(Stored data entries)
————————

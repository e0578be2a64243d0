//! Wiring of in-process executors.

use std::path::{Path, PathBuf};
use std::sync::Arc;
use std::time::Duration;

use anyhow::{Context, Result};
use charter_api::ExecutorFactory;
use charter_core::Settings;
use charter_kubehub::KubeCluster;
use charter_ops::{DirectOps, ReleaseOps};
use charter_persist::{ArchiveFetcher, HttpFetcher, RepoCache};
use charter_readiness::Inspector;
use tokio::io::AsyncWriteExt;
use tracing::debug;

use crate::helm::HelmEngine;
use crate::runner::Runner;

pub const HTTP_TIMEOUT: Duration = Duration::from_secs(60);

pub struct LocalExecutors {
    settings: Settings,
    runner: Arc<dyn Runner>,
    archives: Arc<dyn ArchiveFetcher>,
}

/// Write kubeconfig bytes readable by the owner only.
pub async fn write_kubeconfig(path: &Path, bytes: &[u8]) -> Result<()> {
    if let Some(dir) = path.parent() {
        tokio::fs::create_dir_all(dir).await.with_context(|| format!("creating {}", dir.display()))?;
    }
    let mut opts = tokio::fs::OpenOptions::new();
    opts.write(true).create(true).truncate(true);
    #[cfg(unix)]
    opts.mode(0o600);
    let mut f = opts.open(path).await.with_context(|| format!("opening {}", path.display()))?;
    f.write_all(bytes).await.with_context(|| format!("writing {}", path.display()))?;
    f.flush().await?;
    Ok(())
}

impl LocalExecutors {
    pub fn new(settings: Settings, runner: Arc<dyn Runner>, archives: Arc<dyn ArchiveFetcher>) -> Self {
        Self { settings, runner, archives }
    }

    fn kubeconfig_path(&self) -> PathBuf {
        self.settings.work_dir.join("kubeconfig")
    }
}

#[async_trait::async_trait]
impl ExecutorFactory for LocalExecutors {
    async fn direct(&self, kubeconfig: &[u8], namespace: &str) -> Result<Arc<dyn ReleaseOps>> {
        let path = self.kubeconfig_path();
        write_kubeconfig(&path, kubeconfig).await?;
        let cluster = Arc::new(KubeCluster::connect(kubeconfig).await?);
        let inspector = Inspector::new(cluster.clone(), (&self.settings).into());
        let repos = RepoCache::new(&self.settings.repository_config, &self.settings.repository_cache, Arc::new(HttpFetcher::new(HTTP_TIMEOUT)?));
        let engine = HelmEngine::new(
            self.runner.clone(),
            path,
            self.settings.repository_config.clone(),
            self.settings.repository_cache.clone(),
            self.settings.work_dir.clone(),
        );
        debug!(namespace = %namespace, "executor: direct");
        let ops = DirectOps::new(Arc::new(engine), cluster, inspector, repos, self.archives.clone(), &self.settings.work_dir)
            .with_dependency_update(self.settings.dependency_update);
        Ok(Arc::new(ops))
    }
}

————————

*PROBLEM REQUIREMENTS*
Each record is to be restated word for word.

*ANSWER FOR THIS EXERCISE*
repository e0578be2a64243d0
//! Wiring of in-process executors.

use std::path::{Path, PathBuf};
use std::sync::Arc;
use std::time::Duration;

use anyhow::{Context, Result};
use charter_api::ExecutorFactory;
use charter_core::Settings;
use charter_kubehub::KubeCluster;
use charter_ops::{DirectOps, ReleaseOps};
use charter_persist::{ArchiveFetcher, HttpFetcher, RepoCache};
use charter_readiness::Inspector;
use tokio::io::AsyncWriteExt;
use tracing::debug;

use crate::helm::HelmEngine;
use crate::runner::Runner;

pub const HTTP_TIMEOUT: Duration = Duration::from_secs(60);

pub struct LocalExecutors {
    settings: Settings,
    runner: Arc<dyn Runner>,
    archives: Arc<dyn ArchiveFetcher>,
}

/// Write kubeconfig bytes readable by the owner only.
pub async fn write_kubeconfig(path: &Path, bytes: &[u8]) -> Result<()> {
    if let Some(dir) = path.parent() {
        tokio::fs::create_dir_all(dir).await.with_context(|| format!("creating {}", dir.display()))?;
    }
    let mut opts = tokio::fs::OpenOptions::new();
    opts.write(true).create(true).truncate(true);
    #[cfg(unix)]
    opts.mode(0o600);
    let mut f = opts.open(path).await.with_context(|| format!("opening {}", path.display()))?;
    f.write_all(bytes).await.with_context(|| format!("writing {}", path.display()))?;
    f.flush().await?;
    Ok(())
}

impl LocalExecutors {
    pub fn new(settings: Settings, runner: Arc<dyn Runner>, archives: Arc<dyn ArchiveFetcher>) -> Self {
        Self { settings, runner, archives }
    }

    fn kubeconfig_path(&self) -> PathBuf {
        self.settings.work_dir.join("kubeconfig")
    }
}

#[async_trait::async_trait]
impl ExecutorFactory for LocalExecutors {
    async fn direct(&self, kubeconfig: &[u8], namespace: &str) -> Result<Arc<dyn ReleaseOps>> {
        let path = self.kubeconfig_path();
        write_kubeconfig(&path, kubeconfig).await?;
        let cluster = Arc::new(KubeCluster::connect(kubeconfig).await?);
        let inspector = Inspector::new(cluster.clone(), (&self.settings).into());
        let repos = RepoCache::new(&self.settings.repository_config, &self.settings.repository_cache, Arc::new(HttpFetcher::new(HTTP_TIMEOUT)?));
        let engine = HelmEngine::new(
            self.runner.clone(),
            path,
            self.settings.repository_config.clone(),
            self.settings.repository_cache.clone(),
            self.settings.work_dir.clone(),
        );
        debug!(namespace = %namespace, "executor: direct");
        let ops = DirectOps::new(Arc::new(engine), cluster, inspector, repos, self.archives.clone(), &self.settings.work_dir)
            .with_dependency_update(self.settings.dependency_update);
        Ok(Arc::new(ops))
    }
}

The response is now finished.